Well, my first task as Stikky’s new Content Strategist is to convince you that content (and content strategy) is a very real, very significant and very effective part of any digital marketing campaign.
First things first: what is web content?
Again, this seems like an easy question. Content: “something that is contained”. Web content: something that websites contain. Content is anything and everything that you put out there within the framework of your website: text, images, videos, slides, infographics, ebooks, etc. Content is what people see on your website and usually what they come looking for. Content is why your website exists.
But don’t take my word for it.

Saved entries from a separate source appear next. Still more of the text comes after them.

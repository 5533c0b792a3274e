//! Slash command registry, dispatcher, and handlers.
//!
//! Commands are a closed set of variants selected by name lookup; the
//! registry is built once at startup and re-registration of an alias
//! overwrites the previous handler. Precondition failures are silent, with
//! two exceptions: an unknown command and `/login` against a name that is
//! not on the character list.

use std::collections::HashMap;

use wowtty_sdk::types::{ChatMessage, MessageType};

use crate::session::Session;

#[derive(Debug, Clone, Copy, PartialEq, Eq)]
pub enum SlashCommand {
    Channel,
    Say,
    Yell,
    Party,
    Raid,
    Guild,
    Officer,
    Whisper,
    Reply,
    Join,
    Leave,
    Friend,
    Unfriend,
    Friends,
    Ignore,
    Unignore,
    Ignores,
    Login,
    Logout,
    Roster,
    Item,
    Quest,
    Whois,
    Help,
    Verbose,
    Supress,
    Unsupress,
    Quit,
}

pub struct Registry {
    commands: HashMap<&'static str, SlashCommand>,
}

impl Default for Registry {
    fn default() -> Self {
        Self::new()
    }
}

impl Registry {
    pub fn new() -> Self {
        let mut reg = Self { commands: HashMap::new() };
        reg.register(&["channel", "c"], SlashCommand::Channel);
        reg.register(&["say", "s"], SlashCommand::Say);
        reg.register(&["yell", "y"], SlashCommand::Yell);
        reg.register(&["party", "p"], SlashCommand::Party);
        reg.register(&["raid", "ra"], SlashCommand::Raid);
        reg.register(&["guild", "g"], SlashCommand::Guild);
        reg.register(&["officer", "o"], SlashCommand::Officer);
        reg.register(&["whisper", "w"], SlashCommand::Whisper);
        reg.register(&["reply", "r"], SlashCommand::Reply);
        reg.register(&["join"], SlashCommand::Join);
        reg.register(&["leave"], SlashCommand::Leave);
        reg.register(&["friend"], SlashCommand::Friend);
        reg.register(&["unfriend"], SlashCommand::Unfriend);
        reg.register(&["friends"], SlashCommand::Friends);
        reg.register(&["ignore"], SlashCommand::Ignore);
        reg.register(&["unignore"], SlashCommand::Unignore);
        reg.register(&["ignores"], SlashCommand::Ignores);
        reg.register(&["login"], SlashCommand::Login);
        reg.register(&["logout", "camp"], SlashCommand::Logout);
        reg.register(&["roster"], SlashCommand::Roster);
        reg.register(&["item"], SlashCommand::Item);
        reg.register(&["quest"], SlashCommand::Quest);
        reg.register(&["whois"], SlashCommand::Whois);
        reg.register(&["help", "?"], SlashCommand::Help);
        reg.register(&["verbose"], SlashCommand::Verbose);
        reg.register(&["supress"], SlashCommand::Supress);
        reg.register(&["unsupress"], SlashCommand::Unsupress);
        reg.register(&["quit"], SlashCommand::Quit);
        reg
    }

    /// Register a command under each alias; the latest registration for an
    /// alias wins.
    pub fn register(&mut self, names: &[&'static str], command: SlashCommand) {
        for name in names {
            self.commands.insert(name, command);
        }
    }

    /// Dispatch one input line. Lines that do not match `/` followed by
    /// letters or `?` are ignored at this layer.
    pub fn dispatch(&self, raw: &str, session: &mut Session) {
        let line = raw.trim_end_matches(['\r', '\n']);
        let Some(rest) = line.strip_prefix('/') else { return };
        let token_len = rest
            .chars()
            .take_while(|c| c.is_ascii_alphabetic() || *c == '?')
            .count();
        if token_len == 0 {
            return;
        }
        let (token, tail) = rest.split_at(token_len);
        let args = tail.trim_start();
        match self.commands.get(token) {
            Some(SlashCommand::Help) => {
                let listing = self.help_text();
                session.print(&listing);
            }
            Some(command) => command.execute(session, args),
            None => session.print("There is no such command."),
        }
    }

    fn help_text(&self) -> String {
        let mut names: Vec<&str> = self.commands.keys().copied().collect();
        names.sort_unstable();
        let mut out = String::from("Available commands are:");
        for row in names.chunks(6) {
            out.push('\n');
            let cells: Vec<String> = row.iter().map(|name| format!("{:<10}", format!("/{name}"))).collect();
            out.push_str(cells.concat().trim_end());
        }
        out
    }
}

impl SlashCommand {
    pub fn execute(self, session: &mut Session, args: &str) {
        match self {
            SlashCommand::Channel => {
                if let Some((chan, text)) = split_target(args) {
                    let chan = chan.to_string();
                    send_chat(session, MessageType::Channel, text, Some(chan));
                }
            }
            SlashCommand::Say => send_chat(session, MessageType::Say, args, None),
            SlashCommand::Yell => send_chat(session, MessageType::Yell, args, None),
            SlashCommand::Party => send_chat(session, MessageType::Party, args, None),
            SlashCommand::Raid => send_chat(session, MessageType::Raid, args, None),
            SlashCommand::Guild => send_chat(session, MessageType::Guild, args, None),
            SlashCommand::Officer => send_chat(session, MessageType::Officer, args, None),
            SlashCommand::Whisper => {
                let Some((target, text)) = split_target(args) else { return };
                if session.chat.is_none() {
                    return;
                }
                let target = target.to_string();
                send_chat(session, MessageType::Whisper, text, Some(target.clone()));
                session.last_whisper_target = Some(target);
            }
            SlashCommand::Reply => {
                let Some(target) = session.last_whisper_target.clone() else { return };
                send_chat(session, MessageType::Whisper, args, Some(target));
            }
            SlashCommand::Join => {
                let chan = args.trim();
                if chan.is_empty() {
                    return;
                }
                if let Some(chat) = &session.chat {
                    chat.join(chan);
                }
            }
            SlashCommand::Leave => {
                let chan = args.trim();
                if chan.is_empty() {
                    return;
                }
                if let Some(chat) = &session.chat {
                    chat.leave(chan);
                }
            }
            SlashCommand::Friend => {
                if !args.is_empty() {
                    if let Some(social) = &session.social {
                        social.friend(args);
                    }
                }
            }
            SlashCommand::Unfriend => {
                if !args.is_empty() {
                    if let Some(social) = &session.social {
                        social.unfriend(args);
                    }
                }
            }
            SlashCommand::Friends => {
                let Some(social) = &session.social else { return };
                let lines: Vec<String> = social.online().map(|e| format!(" > {e}")).collect();
                session.print("Friends:");
                for line in &lines {
                    session.print(line);
                }
            }
            SlashCommand::Ignore => {
                if !args.is_empty() {
                    if let Some(social) = &session.social {
                        social.ignore(args);
                    }
                }
            }
            SlashCommand::Unignore => {
                if !args.is_empty() {
                    if let Some(social) = &session.social {
                        social.unignore(args);
                    }
                }
            }
            SlashCommand::Ignores => {
                let Some(social) = &session.social else { return };
                let lines: Vec<String> = social.ignores.iter().map(|e| format!(" > {e}")).collect();
                session.print("Ignores:");
                for line in &lines {
                    session.print(line);
                }
            }
            SlashCommand::Login => {
                if args.is_empty() || session.characters.is_none() {
                    return;
                }
                session.attempt_login(args);
            }
            SlashCommand::Logout => {
                if session.player.is_some() {
                    if let Some(conn) = &session.conn {
                        conn.logout();
                    }
                }
            }
            SlashCommand::Roster => {
                if session.player.is_some() {
                    if let Some(conn) = &session.conn {
                        conn.guild_roster();
                    }
                }
            }
            SlashCommand::Item => {
                if session.player.is_none() {
                    return;
                }
                let Some(id) = parse_id(args) else { return };
                if let Some(item) = session.items.get(&id) {
                    let line = item.to_string();
                    session.print(&line);
                } else if let Some(conn) = &session.conn {
                    conn.item_query(id);
                }
            }
            SlashCommand::Quest => {
                if session.player.is_none() {
                    return;
                }
                let Some(id) = parse_id(args) else { return };
                if let Some(quest) = session.quests.get(&id) {
                    let line = quest.to_string();
                    session.print(&line);
                } else if let Some(conn) = &session.conn {
                    conn.quest_query(id);
                }
            }
            SlashCommand::Whois => {
                if session.player.is_none() || args.is_empty() {
                    return;
                }
                if let Some(conn) = &session.conn {
                    conn.name_query(args);
                }
            }
            // help needs the registry and is resolved in dispatch
            SlashCommand::Help => {}
            SlashCommand::Verbose => session.options.verbose = args == "on",
            SlashCommand::Supress => set_trace(session, args, false),
            SlashCommand::Unsupress => set_trace(session, args, true),
            SlashCommand::Quit => {
                session.quit = true;
                if let Some(conn) = &session.conn {
                    conn.quit();
                }
            }
        }
    }
}

/// Build and send one chat message. Every chat-sending command funnels
/// through here: fixed type tag, the player's language and guid, the text,
/// and an optional secondary target.
fn send_chat(session: &mut Session, kind: MessageType, text: &str, target: Option<String>) {
    if text.is_empty() {
        return;
    }
    let (Some(chat), Some(player)) = (&session.chat, &session.player) else { return };
    let message = match target {
        Some(target) => ChatMessage::with_target(kind, player.language, player.guid, text, target),
        None => ChatMessage::new(kind, player.language, player.guid, text),
    };
    chat.send(message);
}

/// Split `<target> <text>`; both halves must be non-empty.
fn split_target(args: &str) -> Option<(&str, &str)> {
    let mut parts = args.splitn(2, char::is_whitespace);
    let target = parts.next()?;
    let text = parts.next().unwrap_or("").trim_start();
    if target.is_empty() || text.is_empty() {
        return None;
    }
    Some((target, text))
}

fn set_trace(session: &mut Session, args: &str, enabled: bool) {
    for token in args.split_whitespace() {
        match parse_numeral(token) {
            Some(opcode) => {
                session.trace_overrides.insert(opcode, enabled);
            }
            None => tracing::debug!(token, "ignoring unparsable opcode"),
        }
    }
}

/// Parse an opcode numeral with any base prefix: 0x hex, 0b binary,
/// 0o or leading-zero octal, decimal otherwise.
fn parse_numeral(s: &str) -> Option<u16> {
    if let Some(hex) = s.strip_prefix("0x").or_else(|| s.strip_prefix("0X")) {
        u16::from_str_radix(hex, 16).ok()
    } else if let Some(bin) = s.strip_prefix("0b").or_else(|| s.strip_prefix("0B")) {
        u16::from_str_radix(bin, 2).ok()
    } else if let Some(oct) = s.strip_prefix("0o").or_else(|| s.strip_prefix("0O")) {
        u16::from_str_radix(oct, 8).ok()
    } else if s.len() > 1 && s.starts_with('0') {
        u16::from_str_radix(&s[1..], 8).ok()
    } else {
        s.parse().ok()
    }
}

fn parse_id(s: &str) -> Option<u32> {
    s.trim().parse().ok()
}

Here are a few definitions from renowned experts:
Richard Sheffield in The Web Content Strategist’s Bible: “Web content can be anything that appears on a website, including words, pictures, video, sounds, downloadable files (PDF), buttons, icons, and logos.”
Kristina Halvorson in Content Strategy for the Web: “Content includes text, data, graphics, video, and audio. Online, it’s shaped and delivered by countless tools (such as animation, PDFs, streams, and so on).”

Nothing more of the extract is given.